Since vapor diffusion into the cooling air ducts 30 is not possible if the metal lining 32 of the chambers 26 and cooling air ducts 30c and 30d is continuous, the vapor pressure occurring at the first heating of the concrete container must be reduced in another way. In that case a plurality of additional or secondary ducts 50 are provided in the site concrete of the block 23 and are distributed over the entire container concrete cross-section, but only a few of these additional ducts are shown in FIGS. 2 and 3.
To allow making use of the heat given off by the fuel elements stored in the chambers 26, cooling water pipes 51 and 52 through which water flows can be provided between the chambers 26 and their cooling air ducts 30. If the chambers 26 and cooling air ducts 30 are provided with metal linings 32 these cooling water pipes can be secured directly to the outsides 53 and 54, respectively, of these linings, for example by welding. The direct metal contact ensures a good transfer of heat. But it is equally possible to arrange these cooling water pipes in the concrete. The cooling water pipes are connected to a heat exchanger which is not shown here and which takes up the heat from the pipes and delivers it for example to a district heating system.
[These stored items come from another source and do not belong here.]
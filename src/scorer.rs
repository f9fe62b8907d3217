use tracing::{debug, info, warn};

use crate::ball::Delivery;
use crate::error::{ScoringError, SessionError};
use crate::gateway::{MatchId, PersistenceGateway, plan_writes};
use crate::match_state::{Action, MatchPhase, MatchResult, MatchState, ScoringMachine};
use crate::notify::{ChangeNotifier, MatchChanged, NoopNotifier};

/// A scoring session for one match.
///
/// Each action is computed on the side, written through the gateway as one
/// batch, and only committed to the in-memory machine once the batch has
/// landed. A failed write leaves state and history exactly as they were, so
/// the same action can simply be retried.
pub struct Scorer<N: ChangeNotifier = NoopNotifier> {
    match_id: MatchId,
    name: Option<String>,
    machine: ScoringMachine,
    revision: u64,
    notifier: N,
}

impl Scorer<NoopNotifier> {
    pub fn create<G: PersistenceGateway + ?Sized>(
        gateway: &mut G,
        total_overs: u32,
        name: Option<&str>,
    ) -> Result<Self, SessionError> {
        Self::create_with(gateway, total_overs, name, NoopNotifier)
    }

    pub fn resume<G: PersistenceGateway + ?Sized>(
        gateway: &G,
        match_id: &str,
    ) -> Result<Self, SessionError> {
        Self::resume_with(gateway, match_id, NoopNotifier)
    }
}

impl<N: ChangeNotifier> Scorer<N> {
    pub fn create_with<G: PersistenceGateway + ?Sized>(
        gateway: &mut G,
        total_overs: u32,
        name: Option<&str>,
        notifier: N,
    ) -> Result<Self, SessionError> {
        // Reject a bad limit before anything is stored.
        let mut machine = ScoringMachine::new();
        machine.start_match(total_overs)?;
        let match_id = gateway.create_match(total_overs, name)?;
        Ok(Self {
            match_id,
            name: name.map(str::to_string),
            machine,
            revision: 0,
            notifier,
        })
    }

    /// Picks up a stored match. Undo history does not survive a restart.
    pub fn resume_with<G: PersistenceGateway + ?Sized>(
        gateway: &G,
        match_id: &str,
        notifier: N,
    ) -> Result<Self, SessionError> {
        let snapshot = gateway.load_match(match_id)?;
        let machine = ScoringMachine::from_state(snapshot.state)?;
        info!(match_id, phase = %machine.phase(), "scoring resumed");
        Ok(Self {
            match_id: snapshot.match_id,
            name: snapshot.name,
            machine,
            revision: snapshot.revision,
            notifier,
        })
    }

    pub fn match_id(&self) -> &str {
        &self.match_id
    }

    pub fn name(&self) -> Option<&str> {
        self.name.as_deref()
    }

    pub fn state(&self) -> &MatchState {
        self.machine.state()
    }

    /// Store revision after the last committed action.
    pub fn revision(&self) -> u64 {
        self.revision
    }

    pub fn phase(&self) -> MatchPhase {
        self.machine.phase()
    }

    pub fn can_undo(&self) -> bool {
        self.machine.can_undo()
    }

    pub fn history_depth(&self) -> usize {
        self.machine.history_depth()
    }

    pub fn result(&self) -> Result<MatchResult, ScoringError> {
        self.machine.result()
    }

    pub fn apply<G: PersistenceGateway + ?Sized>(
        &mut self,
        gateway: &mut G,
        action: Action,
    ) -> Result<&MatchState, SessionError> {
        let change = self.machine.prepare(action)?;
        let ops = plan_writes(&change.before, &change.after)?;

        let revision = match gateway.apply_writes(&self.match_id, Some(self.revision), &ops) {
            Ok(revision) => revision,
            Err(err) => {
                warn!(
                    match_id = %self.match_id,
                    ?action,
                    error = %err,
                    "write failed; action not applied"
                );
                return Err(err.into());
            }
        };

        let outcome = change.outcome;
        let before_phase = change.before.phase();
        self.machine.commit(change)?;
        self.revision = revision;
        let after_phase = self.machine.phase();

        debug!(match_id = %self.match_id, ?action, revision, "action committed");
        if let Some(end) = outcome.and_then(|o| o.innings_end) {
            info!(match_id = %self.match_id, %end, "innings closed");
        }
        if before_phase != after_phase {
            info!(
                match_id = %self.match_id,
                from = %before_phase,
                to = %after_phase,
                "phase changed"
            );
        }
        if after_phase == MatchPhase::MatchComplete
            && before_phase != MatchPhase::MatchComplete
            && let Ok(result) = self.machine.result()
        {
            info!(match_id = %self.match_id, %result, "match complete");
        }

        self.notifier.notify(MatchChanged {
            match_id: self.match_id.clone(),
            revision,
        });
        Ok(self.machine.state())
    }

    pub fn record_delivery<G: PersistenceGateway + ?Sized>(
        &mut self,
        gateway: &mut G,
        delivery: Delivery,
    ) -> Result<&MatchState, SessionError> {
        self.apply(gateway, Action::Deliver(delivery))
    }

    pub fn record_runs<G: PersistenceGateway + ?Sized>(
        &mut self,
        gateway: &mut G,
        runs: u32,
    ) -> Result<&MatchState, SessionError> {
        self.record_delivery(gateway, Delivery::normal(runs))
    }

    pub fn record_wide<G: PersistenceGateway + ?Sized>(
        &mut self,
        gateway: &mut G,
    ) -> Result<&MatchState, SessionError> {
        self.record_delivery(gateway, Delivery::wide())
    }

    pub fn record_no_ball<G: PersistenceGateway + ?Sized>(
        &mut self,
        gateway: &mut G,
        runs: u32,
    ) -> Result<&MatchState, SessionError> {
        self.record_delivery(gateway, Delivery::no_ball(runs))
    }

    pub fn record_wicket<G: PersistenceGateway + ?Sized>(
        &mut self,
        gateway: &mut G,
    ) -> Result<&MatchState, SessionError> {
        self.record_delivery(gateway, Delivery::wicket())
    }

    pub fn start_second_innings<G: PersistenceGateway + ?Sized>(
        &mut self,
        gateway: &mut G,
    ) -> Result<&MatchState, SessionError> {
        self.apply(gateway, Action::StartSecondInnings)
    }

    pub fn end_innings<G: PersistenceGateway + ?Sized>(
        &mut self,
        gateway: &mut G,
    ) -> Result<&MatchState, SessionError> {
        self.apply(gateway, Action::EndInnings)
    }

    pub fn undo<G: PersistenceGateway + ?Sized>(
        &mut self,
        gateway: &mut G,
    ) -> Result<&MatchState, SessionError> {
        self.apply(gateway, Action::Undo)
    }
}

#[cfg(test)]
mod tests {
    use super::*;
    use crate::persist::SqliteGateway;
    use std::sync::mpsc;

    #[test]
    fn zero_overs_never_reaches_the_store() {
        let mut gateway = SqliteGateway::open_in_memory().unwrap();
        let err = Scorer::create(&mut gateway, 0, None).err().unwrap();
        assert_eq!(err, SessionError::Scoring(ScoringError::InvalidOversLimit(0)));
        assert!(gateway.list_matches().unwrap().is_empty());
    }

    #[test]
    fn committed_actions_are_announced() {
        let mut gateway = SqliteGateway::open_in_memory().unwrap();
        let (tx, rx) = mpsc::channel();
        let mut scorer = Scorer::create_with(&mut gateway, 2, None, tx).unwrap();
        scorer.record_runs(&mut gateway, 4).unwrap();
        scorer.record_wide(&mut gateway).unwrap();
        let events: Vec<_> = rx.try_iter().collect();
        assert_eq!(events.len(), 2);
        assert_eq!(events[1].revision, 2);
        assert!(events.iter().all(|e| e.match_id == scorer.match_id()));
        assert_eq!(scorer.revision(), 2);
    }

    #[test]
    fn refused_action_is_not_announced() {
        let mut gateway = SqliteGateway::open_in_memory().unwrap();
        let (tx, rx) = mpsc::channel();
        let mut scorer = Scorer::create_with(&mut gateway, 2, None, tx).unwrap();
        let err = scorer.undo(&mut gateway).unwrap_err();
        assert_eq!(err, SessionError::Scoring(ScoringError::NothingToUndo));
        assert!(rx.try_recv().is_err());
        assert_eq!(gateway.revision(scorer.match_id()).unwrap(), 0);
    }

    #[test]
    fn resume_picks_up_stored_state() {
        let mut gateway = SqliteGateway::open_in_memory().unwrap();
        let mut scorer = Scorer::create(&mut gateway, 3, Some("Nets")).unwrap();
        scorer.record_runs(&mut gateway, 6).unwrap();
        scorer.record_no_ball(&mut gateway, 1).unwrap();

        let resumed = Scorer::resume(&gateway, scorer.match_id()).unwrap();
        assert_eq!(resumed.state(), scorer.state());
        assert_eq!(resumed.name(), Some("Nets"));
        assert!(!resumed.can_undo());
    }
}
Instead of the cooling water pipes which are shown in the lower right hand region in FIG. 3 and which run vertically through parallel to the longitudinal axis of the chambers 26 and the cooling air ducts 30, it is also possible to provide cooling water coils 53 which surround the chambers along helical lines and are arranged concentrically with respect to the chambers 26.
At its top end the container 10 is covered with a platform 55 from which the chambers 26 can be charged with the fuel elements 27. The relatively corrosion resistant steel walls of the chambers 26 are taken through this platform and are connected to it. The closure means provided for the chambers are so constructed that they can be operated from the platform and are still situated in the region of the chamber 26 which is supported by concrete. The space between the platform 55 and the top edge of the concrete container 10 and also between the chambers 26 serves as part of the air discharge system.
It will be appreciated that the present invention is not limited to the constructional examples which have been described and illustrated and these and other modifications and alterations are possible without departing from the framework of the invention. For example it is possible instead of a central shaft to provide a plurality of working shafts distributed over the cross-section of the container. Other cross-sectional forms are also possible both for the chambers and also for the the cooling air ducts, and the arrangement of the cooling water pipes and the arrangement of the cooling air supply and discharge ducts may also differ somewhat. It is intended that all such modifications and alterations be included insofar as they come within the scope of the invention as claimed or the equivalence thereof.